Ho visto “Youth – la giovinezza” di Paolo Sorrentino prima della serata finale di Cannes; forte è stata l’emozione, e non solo mia, la si percepiva anche in tutti gli altri spettatori.
Le notizie giunte dalla Francia nei giorni precedenti facevano ben sperare in un prestigioso riconoscimento al nostro cinema migliore…Niente, nessun premio, ma anche La Grande Bellezza, presentato a Cannes nel 2013, ebbe la stessa sorte e poi l’anno dopo vinse l’Oscar.
Il titolo del film a prima vista non sembra adeguato, i protagonisti principali sono infatti due ottantenni: Fred ( Michael Caine ) e Mick ( Harvey Keitel ); il primo è un compositore e direttore d’orchestra ormai lontano dalla vita attiva, il secondo è un regista impegnato in un film che sarà a suo dire il testamento finale. I due sono molto amici, oltre che consuoceri, e si godono una vacanza in un lussuoso hotel ai piedi delle Alpi svizzere, tra massaggi, bagni termali e attenzione ossessiva al corpo, per ritardarne la decadenza. Intorno si muovono altri personaggi, tra cui i figli ormai quarantenni di Fred e Mick, figli confusi, in crisi, in cerca d’identità, ancora in conflitto con i rispettivi genitori.

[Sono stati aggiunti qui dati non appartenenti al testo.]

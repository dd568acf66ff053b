use dominator::{Dom, events, html};
use futures_signals::signal::SignalExt;
use futures_signals::signal_vec::SignalVecExt;

use composer::utils::format_size;

use crate::constants::{PROP_TITLE, PROP_TYPE, TAG_DIV, TAG_INPUT, TAG_SPAN};
use crate::state::{with_composer, AttachmentView, ATTACHMENTS};
use crate::utils::{attr_data, from_dataset, take_selected_files};

const ATTR_ID: &'static str = "id";

fn css_class(label: &str) -> String {
    format!("attachments__{label}")
}

pub fn attachments() -> Dom {
    html!(TAG_DIV, {
        .class(css_class("container"))
        .children_signal_vec(ATTACHMENTS.signal_cloned().to_signal_vec().map(item))
    })
}

fn item(row: AttachmentView) -> Dom {
    html!(TAG_DIV, {
        .class(css_class("item"))
        .attr(PROP_TITLE, &row.name)
        .children([
            html!(TAG_SPAN, {
                .class(css_class("filename"))
                .text(&row.name)
            }),
            html!(TAG_SPAN, {
                .class(css_class("size"))
                .text(&format_size(row.size))
            }),
            html!(TAG_SPAN, {
                .class(css_class("item-icon"))
                .attr(PROP_TITLE, "remove")
                .attr(attr_data(ATTR_ID), &row.id)
                .text("×")
                .event(handle_remove)
            }),
        ])
    })
}

fn handle_remove(e: events::Click) {
    let id = from_dataset(e.target(), ATTR_ID);
    with_composer(|composer| composer.remove_attachment(&id));
}

/// Hidden multi-file picker; the footer's Attach label opens it.
pub fn attach_input(id: &str) -> Dom {
    html!(TAG_INPUT, {
        .class(css_class("input"))
        .attr("id", id)
        .attr(PROP_TYPE, "file")
        .attr("multiple", "")
        .style("display", "none")
        .event(|e: events::Change| {
            let files = take_selected_files(e.target());
            if !files.is_empty() {
                with_composer(|composer| composer.add_attachments(files));
            }
        })
    })
}
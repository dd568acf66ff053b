use serde::Deserialize;

use crate::constants::{KEY_DRAFT, KEY_SIGNATURES, KEY_TEMPLATES, SIGNATURE_DEFAULT};

/// Storage keys and first-run behaviour of a composer.
#[derive(Debug, Clone, PartialEq, Eq, Deserialize)]
#[serde(default)]
pub struct Settings {
    pub draft_key: String,
    pub templates_key: String,
    pub signatures_key: String,
    /// Signature seeded into the body when there is no draft to restore.
    pub seed_signature: Option<String>,
}

impl Default for Settings {
    fn default() -> Self {
        Self {
            draft_key: KEY_DRAFT.to_string(),
            templates_key: KEY_TEMPLATES.to_string(),
            signatures_key: KEY_SIGNATURES.to_string(),
            seed_signature: Some(SIGNATURE_DEFAULT.to_string()),
        }
    }
}

#[cfg(test)]
mod tests {
    use super::*;

    #[test]
    fn test_partial_settings_keep_defaults() {
        let settings: Settings = serde_json::from_str(r#"{"draft_key":"other"}"#).unwrap();
        assert_eq!(settings.draft_key, "other");
        assert_eq!(settings.templates_key, KEY_TEMPLATES);
        assert_eq!(settings.seed_signature.as_deref(), Some(SIGNATURE_DEFAULT));
    }

    #[test]
    fn test_seeding_can_be_disabled() {
        let settings: Settings = serde_json::from_str(r#"{"seed_signature":null}"#).unwrap();
        assert_eq!(settings.seed_signature, None);
    }
}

Per Sorrentino la vecchiaia è libertà dalle ambizioni, dalle ipocrisie della vita sociale. Viene alla mente il personaggio di Jep Gambardella nella Grande Bellezza, che prende consapevolezza del grande regalo che gli portano i suoi 65 anni: la libertà di fare ciò che vuole e dire ciò che pensa. Questo aspetto nella Giovinezza è rappresentato da Fred, che non si lascia tentare da offerte di concerti prestigiosi o autobiografie altamente remunerate e preferisce perdersi nella musica della natura. Ma la libertà non può e non deve diventare chiusura nel proprio egoismo, apatia di fronte alle richieste altrui; trasmettere le proprie esperienze, il proprio sapere può addolcire il trascorrere del tempo, quando i ricordi si annebbiano e il futuro appare lontano e irraggiungibile.

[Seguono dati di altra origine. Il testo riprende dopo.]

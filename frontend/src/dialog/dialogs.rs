use std::cell::RefCell;

use dominator::{Dom, events, html};
use futures_signals::signal_vec::{MutableVec, SignalVec, SignalVecExt};
use once_cell::sync::Lazy;
use web_sys::Range;

use crate::constants::{TAG_BUTTON, TAG_DIV};
use crate::utils::get_selection;

pub static DIALOGS: Lazy<MutableVec<Dialog>> = Lazy::new(|| {
    MutableVec::new()
});

thread_local! {
    // one entry per open dialog: the selection it took away
    static RANGES_SAVED: RefCell<Vec<Option<Range>>> = RefCell::new(vec![]);
}

#[derive(Clone, Debug)]
pub struct Dialog {
    pub title: String,
    pub confirm_label: String,
    pub form: fn() -> Dom,
    pub confirm: fn(),
    pub cancel: fn(),
}

impl Default for Dialog {
    fn default() -> Self {
        Self {
            title: "".to_string(),
            confirm_label: "Save".to_string(),
            form: || html!(TAG_DIV),
            confirm: || {},
            cancel: || {},
        }
    }
}

impl Dialog {
    pub fn form(title: &str, form: fn() -> Dom, confirm: fn(), cancel: fn()) {
        Self::custom(Self {
            title: title.to_string(),
            form,
            confirm,
            cancel,
            ..Dialog::default()
        });
    }
    pub fn custom(dialog: Dialog) {
        common_open();
        DIALOGS.lock_mut().push_cloned(dialog);
    }
}

// ===

fn css_class(label: &str) -> String {
    format!("dialogs__{label}")
}

/// Every open dialog, later ones layered on top; the forms underneath stay
/// mounted so a nested dialog can act on them.
pub fn dialogs() -> impl SignalVec<Item=Dom> {
    DIALOGS.signal_vec_cloned().map(|data| dialog_form(&data))
}

fn dialog_form(data: &Dialog) -> Dom {
    html!(TAG_DIV, {
        .class(css_class("back"))
        .child(html!(TAG_DIV, {
            .class(css_class("container"))
            .children([
                html!(TAG_DIV,{
                    .class(css_class("header"))
                    .text(&data.title)
                }),
                html!(TAG_DIV,{
                    .class(css_class("body"))
                    .child((data.form)())
                }),
                dialog_footer(data),
            ])
        }))
    })
}

fn dialog_footer(data: &Dialog) -> Dom {
    let confirm = data.confirm;
    let cancel = data.cancel;

    html!(TAG_DIV,{
        .class(css_class("footer"))
        .children([
            html!(TAG_BUTTON, {
                .text("Cancel")
                .attr("aria-label", "cancel")
                .event(move|_: events::Click|{
                    dialog_close();
                    cancel();
                })
            }),
            html!(TAG_BUTTON, {
                .text(&data.confirm_label)
                .attr("aria-label", "confirm")
                .event(move|_: events::Click|{
                    // the form is still mounted while `confirm` reads its inputs
                    confirm();
                    dialog_close();
                })
            }),
        ])
    })
}

fn dialog_close() {
    let count = DIALOGS.lock_mut().len();
    if count > 0 {
        DIALOGS.lock_mut().remove(count - 1);
    }
    common_close();
}

/// Remembers the selection the dialog inputs are about to take away.
fn common_open() {
    let current = get_selection()
        .filter(|selection| selection.range_count() > 0)
        .and_then(|selection| selection.get_range_at(0).ok());
    RANGES_SAVED.with(|ranges| ranges.borrow_mut().push(current));
}

/// Puts back the selection saved when the top dialog opened.
pub fn restore_selection() {
    RANGES_SAVED.with(|ranges| {
        if let Some(Some(saved)) = ranges.borrow().last() {
            if let Some(selection) = get_selection() {
                if selection.remove_all_ranges().is_ok() && selection.add_range(saved).is_ok() {}
            }
        }
    });
}

fn common_close() {
    restore_selection();
    RANGES_SAVED.with(|ranges| ranges.borrow_mut().pop());
}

Aprirsi al mondo, agli altri, all’amicizia, a nuove esperienze, tutto questo per Sorrentino può trasformare la vecchiaia in giovinezza dello spirito, certo non è facile sfuggire alle abitudini di una vita, alle incrostazioni della routine, ma solo con il cambiamento si può esorcizzare la morte.

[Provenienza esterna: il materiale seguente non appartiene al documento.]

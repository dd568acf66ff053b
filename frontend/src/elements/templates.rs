use dominator::{Dom, events, html};
use futures_signals::signal::SignalExt;
use futures_signals::signal_vec::SignalVecExt;

use composer::constants::{CATEGORIES, CATEGORY_ALL};
use composer::library::Template;

use crate::constants::{PROP_NAME, PROP_PLACEHOLDER, PROP_SELECTED, PROP_TITLE, PROP_VALUE, TAG_BUTTON, TAG_DIV, TAG_INPUT, TAG_OPTION, TAG_SELECT, TAG_SPAN};
use crate::dialog::dialogs::Dialog;
use crate::state::{refresh, with_composer, TEMPLATES, TEMPLATE_CATEGORY, TEMPLATE_QUERY, USER_TEMPLATES};
use crate::utils::{get_input_value, get_target_value};

const INPUT_NAME_TEMPLATE: &'static str = "template-name";

fn css_class(label: &str) -> String {
    format!("templates__{label}")
}

pub fn templates() -> Dom {
    html!(TAG_DIV, {
        .class(css_class("container"))
        .children([
            html!(TAG_DIV, {
                .class(css_class("header"))
                .children([
                    html!(TAG_SPAN, {.text("Templates")}),
                    html!(TAG_BUTTON, {
                        .attr("type", "button")
                        .text("Save as Template")
                        .event(|_: events::Click| handle_save())
                    }),
                ])
            }),
            html!(TAG_INPUT, {
                .class(css_class("search"))
                .attr(PROP_PLACEHOLDER, "Search templates...")
                .prop_signal(PROP_VALUE, TEMPLATE_QUERY.signal_cloned())
                .event(|e: events::Input| {
                    TEMPLATE_QUERY.set_neq(get_target_value(e.target()));
                    refresh();
                })
            }),
            category_select(),
            html!(TAG_DIV, {
                .class(css_class("list"))
                .children_signal_vec(TEMPLATES.signal_cloned().to_signal_vec().map(item))
            }),
            html!(TAG_DIV, {
                .class(css_class("subheader"))
                .text("My Templates")
            }),
            html!(TAG_DIV, {
                .class(css_class("list"))
                .child_signal(USER_TEMPLATES.signal_ref(|list| list.is_empty()).map(|empty| {
                    if empty {
                        Some(html!(TAG_DIV, {
                            .class(css_class("empty"))
                            .text("No saved templates yet")
                        }))
                    } else {
                        None
                    }
                }))
                .children_signal_vec(USER_TEMPLATES.signal_cloned().to_signal_vec().map(item))
            }),
        ])
    })
}

fn category_select() -> Dom {
    html!(TAG_SELECT, {
        .class(css_class("category"))
        .attr(PROP_TITLE, "Category")
        .children(CATEGORIES.iter().map(|category| html!(TAG_OPTION, {
            .attr(PROP_VALUE, category)
            .prop(PROP_SELECTED, *category == CATEGORY_ALL)
            .text(category)
        })))
        .event(|e: events::Change| {
            TEMPLATE_CATEGORY.set_neq(get_target_value(e.target()));
            refresh();
        })
    })
}

fn item(template: Template) -> Dom {
    let id = template.id.clone();
    html!(TAG_DIV, {
        .class(css_class("item"))
        .attr(PROP_TITLE, &template.subject)
        .children([
            html!(TAG_DIV, {
                .class(css_class("name"))
                .text(&template.name)
            }),
            html!(TAG_DIV, {
                .class(css_class("category"))
                .text(template.category.as_deref().unwrap_or_default())
            }),
        ])
        .event(move |_: events::Click| {
            with_composer(|composer| composer.apply_template(&id));
        })
    })
}

fn handle_save() {
    Dialog::form("Save as Template", dlg_save_init, dlg_save_result, || {});
}

fn dlg_save_init() -> Dom {
    html!(TAG_INPUT, {
        .attr(PROP_NAME, INPUT_NAME_TEMPLATE)
        .attr(PROP_PLACEHOLDER, "Template name")
    })
}

fn dlg_save_result() {
    let name = get_input_value(INPUT_NAME_TEMPLATE);
    with_composer(|composer| composer.save_as_template(&name));
}
use crate::elements::app_root::app_root;
use crate::state::composer_init;

mod constants;
mod dialog;
mod editor;
mod elements;
mod state;
mod storage;
mod utils;

pub fn main() {
    console_error_panic_hook::set_once();
    wasm_logger::init(wasm_logger::Config::default());
    composer_init();
    dominator::append_dom(&dominator::body(), app_root());
}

Come nel film “Le conseguenze dell’amore”, anche qui è importante il senso dell’amicizia; lì il pensiero dell’amico che svolge il suo umile e importante lavoro al freddo sulla montagna, dà al personaggio interpretato da Toni Servillo la forza di cambiare, a costo della vita; qui Fred e Mick si raccontano solo le cose belle, scherzano sulle debolezze fisiche della vecchiaia e se il secondo sembra arrendersi di fronte alle difficoltà che si frappongono tra lui e il film, il capolavoro della vita pensava, la sua in realtà non è una resa, è passare il testimone all’amico che lo raccoglie e decide di rimettersi con passione nella vita con un grande ed emozionante concerto.
Questo e molto altro è Youth, e poi c’è la splendida fotografia di Luca Bigazzi, i paesaggi alpini, la rappresentazione di sogni e incubi, come Piazza S. Marco invasa dall’acqua alta ma anche dalla luce; e poi c’è la musica, insomma un film da non perdere, anzi da rivedere più volte.